An easy way to identify them on the vehicle or off for that matter:

facing the cylinder head freeze plug, look to the left, you will see three vertical lines if its gt-40's and four vertical lines if its gt-40p's.

Another easy way, facing the side of the cylinder heads, look to the lower right corner, you will see GT or GTP stamped there.


I will put it this way, you might notice some difference in the engine if you add bolt ons to your truck but the difference would probably be equivalent to driving your truck on a cool day vs a hot day...you know, how sometimes the truck seems to perform better than others?
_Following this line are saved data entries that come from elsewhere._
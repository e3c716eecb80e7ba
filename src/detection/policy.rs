//! Conflict matching policies.
//!
//! A policy decides whether two time-overlapping entries actually
//! collide, and under which identity. The pairwise scan itself is
//! identity-agnostic; swapping the policy switches it between
//! cross-entry resource conflicts and a person's own self-overlaps.

use std::fmt::Debug;

use crate::models::{ConflictKind, ScheduleEntry};

/// Decides whether two overlapping entries collide.
///
/// The scan only calls `classify` for pairs whose intervals already
/// overlap on the same day. Implementations must be pure: the same
/// pair always classifies the same way.
pub trait MatchPolicy: Send + Sync + Debug {
    /// Policy name (e.g., "shared-resources").
    fn name(&self) -> &'static str;

    /// Classifies an overlapping pair, or `None` when this policy does
    /// not consider it a conflict.
    fn classify(&self, a: &ScheduleEntry, b: &ScheduleEntry) -> Option<ConflictKind>;
}

/// Cross-entry mode: entries sharing a faculty member or a room
/// collide.
///
/// Faculty takes precedence when both identities are shared, so each
/// pair yields at most one record.
#[derive(Debug, Clone, Copy)]
pub struct SharedResources;

impl MatchPolicy for SharedResources {
    fn name(&self) -> &'static str {
        "shared-resources"
    }

    fn classify(&self, a: &ScheduleEntry, b: &ScheduleEntry) -> Option<ConflictKind> {
        // Unassigned identities never match.
        if !a.faculty_id.is_empty() && a.faculty_id == b.faculty_id {
            Some(ConflictKind::Faculty)
        } else if !a.room_id.is_empty() && a.room_id == b.room_id {
            Some(ConflictKind::Room)
        } else {
            None
        }
    }
}

/// Self-overlap mode: on one person's own timetable, any two
/// overlapping entries collide regardless of faculty or room — a
/// person cannot sit in two sessions at once.
#[derive(Debug, Clone, Copy)]
pub struct SamePerson;

impl MatchPolicy for SamePerson {
    fn name(&self) -> &'static str {
        "same-person"
    }

    fn classify(&self, _a: &ScheduleEntry, _b: &ScheduleEntry) -> Option<ConflictKind> {
        Some(ConflictKind::SelfOverlap)
    }
}

#[cfg(test)]
mod tests {
    use super::*;
    use crate::models::Weekday;

    fn make_entry(faculty: &str, room: &str) -> ScheduleEntry {
        ScheduleEntry::new("CS101", "cs-year1", Weekday::Monday, 540, 600)
            .with_faculty(faculty)
            .with_room(room)
    }

    #[test]
    fn test_shared_faculty_takes_precedence() {
        let a = make_entry("F1", "R1");
        let b = make_entry("F1", "R1");
        assert_eq!(
            SharedResources.classify(&a, &b),
            Some(ConflictKind::Faculty)
        );
    }

    #[test]
    fn test_shared_room_only() {
        let a = make_entry("F1", "R1");
        let b = make_entry("F2", "R1");
        assert_eq!(SharedResources.classify(&a, &b), Some(ConflictKind::Room));
    }

    #[test]
    fn test_disjoint_resources() {
        let a = make_entry("F1", "R1");
        let b = make_entry("F2", "R2");
        assert_eq!(SharedResources.classify(&a, &b), None);
    }

    #[test]
    fn test_unassigned_identities_never_match() {
        let a = make_entry("", "");
        let b = make_entry("", "");
        assert_eq!(SharedResources.classify(&a, &b), None);
    }

    #[test]
    fn test_same_person_flags_everything() {
        let a = make_entry("F1", "R1");
        let b = make_entry("F2", "R2");
        assert_eq!(
            SamePerson.classify(&a, &b),
            Some(ConflictKind::SelfOverlap)
        );
    }

    #[test]
    fn test_policy_names() {
        assert_eq!(SharedResources.name(), "shared-resources");
        assert_eq!(SamePerson.name(), "same-person");
    }
}
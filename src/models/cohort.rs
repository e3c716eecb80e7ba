//! Cohort constraint and time-of-day models.
//!
//! Defines when a cohort can hold classes: daily operating hours,
//! break periods, slot granularity, and working days.
//!
//! # Time Model
//! All times of day are in minutes from midnight (0..=1440).
//! Dates are deliberately absent: a timetable repeats weekly, so a
//! `Weekday` plus a minute interval identifies a session time.
//!
//! # Precedence
//! Break windows override the daily window. A minute is assignable iff
//! it falls inside `daily_window` and inside no `break_windows` entry.

use serde::{Deserialize, Serialize};
use std::fmt;

/// Day of the week.
#[derive(Debug, Clone, Copy, PartialEq, Eq, PartialOrd, Ord, Hash, Serialize, Deserialize)]
pub enum Weekday {
    Monday,
    Tuesday,
    Wednesday,
    Thursday,
    Friday,
    Saturday,
    Sunday,
}

impl Weekday {
    /// Monday through Friday, in order.
    pub fn weekdays() -> Vec<Weekday> {
        vec![
            Weekday::Monday,
            Weekday::Tuesday,
            Weekday::Wednesday,
            Weekday::Thursday,
            Weekday::Friday,
        ]
    }

    /// Short English label ("Mon".."Sun").
    pub fn label(&self) -> &'static str {
        match self {
            Weekday::Monday => "Mon",
            Weekday::Tuesday => "Tue",
            Weekday::Wednesday => "Wed",
            Weekday::Thursday => "Thu",
            Weekday::Friday => "Fri",
            Weekday::Saturday => "Sat",
            Weekday::Sunday => "Sun",
        }
    }
}

impl fmt::Display for Weekday {
    fn fmt(&self, f: &mut fmt::Formatter<'_>) -> fmt::Result {
        f.write_str(self.label())
    }
}

/// A time-of-day interval [start, end).
///
/// Half-open interval: includes start, excludes end.
#[derive(Debug, Clone, Copy, Serialize, Deserialize, PartialEq, Eq)]
pub struct DayWindow {
    /// Interval start (minutes from midnight, inclusive).
    pub start_min: i32,
    /// Interval end (minutes from midnight, exclusive).
    pub end_min: i32,
}

impl DayWindow {
    /// Creates a new window.
    pub fn new(start_min: i32, end_min: i32) -> Self {
        Self { start_min, end_min }
    }

    /// Duration of this window (minutes).
    #[inline]
    pub fn duration_min(&self) -> i32 {
        self.end_min - self.start_min
    }

    /// Whether a minute-of-day falls within this window.
    #[inline]
    pub fn contains(&self, time_min: i32) -> bool {
        time_min >= self.start_min && time_min < self.end_min
    }

    /// Whether two windows overlap.
    ///
    /// Touching endpoints do not overlap: 09:00-10:00 and 10:00-11:00
    /// are back-to-back, not in conflict.
    pub fn overlaps(&self, other: &Self) -> bool {
        self.start_min < other.end_min && other.start_min < self.end_min
    }
}

impl fmt::Display for DayWindow {
    fn fmt(&self, f: &mut fmt::Formatter<'_>) -> fmt::Result {
        write!(f, "{}-{}", hhmm(self.start_min), hhmm(self.end_min))
    }
}

/// Formats minutes-from-midnight as "HH:MM".
pub(crate) fn hhmm(minutes: i32) -> String {
    format!("{:02}:{:02}", minutes / 60, minutes % 60)
}

/// Scheduling constraints for one cohort.
///
/// Immutable per generation run. The same daily window and breaks apply
/// to every working day.
#[derive(Debug, Clone, Serialize, Deserialize)]
pub struct CohortConstraint {
    /// Unique cohort identifier.
    pub cohort_id: String,
    /// Operating hours applied to each working day.
    pub daily_window: DayWindow,
    /// Periods inside the daily window when no class may sit.
    pub break_windows: Vec<DayWindow>,
    /// Slot granularity (minutes).
    pub slot_duration_min: i32,
    /// Days on which this cohort holds classes.
    pub working_days: Vec<Weekday>,
}

impl CohortConstraint {
    /// Creates a constraint with the given cohort ID.
    ///
    /// Defaults: 09:00-17:00 window, 60-minute slots, Monday-Friday,
    /// no breaks.
    pub fn new(cohort_id: impl Into<String>) -> Self {
        Self {
            cohort_id: cohort_id.into(),
            daily_window: DayWindow::new(9 * 60, 17 * 60),
            break_windows: Vec::new(),
            slot_duration_min: 60,
            working_days: Weekday::weekdays(),
        }
    }

    /// Sets the daily operating window.
    pub fn with_daily_window(mut self, start_min: i32, end_min: i32) -> Self {
        self.daily_window = DayWindow::new(start_min, end_min);
        self
    }

    /// Adds a break window.
    pub fn with_break(mut self, start_min: i32, end_min: i32) -> Self {
        self.break_windows.push(DayWindow::new(start_min, end_min));
        self
    }

    /// Sets the slot granularity.
    pub fn with_slot_duration(mut self, slot_duration_min: i32) -> Self {
        self.slot_duration_min = slot_duration_min;
        self
    }

    /// Sets the working days.
    pub fn with_working_days(mut self, days: Vec<Weekday>) -> Self {
        self.working_days = days;
        self
    }

    /// Working days with duplicates removed, first occurrence preserved.
    pub fn distinct_working_days(&self) -> Vec<Weekday> {
        let mut seen = Vec::new();
        for &day in &self.working_days {
            if !seen.contains(&day) {
                seen.push(day);
            }
        }
        seen
    }
}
I say save your money, the first bolt on you try will have the most impact no matter what it is and it won't be much at that, like previously mentioned, then any bolt on after that will leave you wondering if you installed it right because there won't be any seat of the pants improvement.

My advice save your money and go big, changing the engine combo (internally-stroker/cam/head/intake) or altogether (351w+) will have the biggest impact on actual hp and tq.

Long tube headers will build slightly more torque, more so the more performance oriented the engine is, nothing wrong with shorties, they bolt right in and will make a noticable difference, but give up a slight amount of potential torque production.

This is my opinion, good luck with whatever you decide.
 

Last edited by jwtaylor; 09-17-2004 at 09:18 PM.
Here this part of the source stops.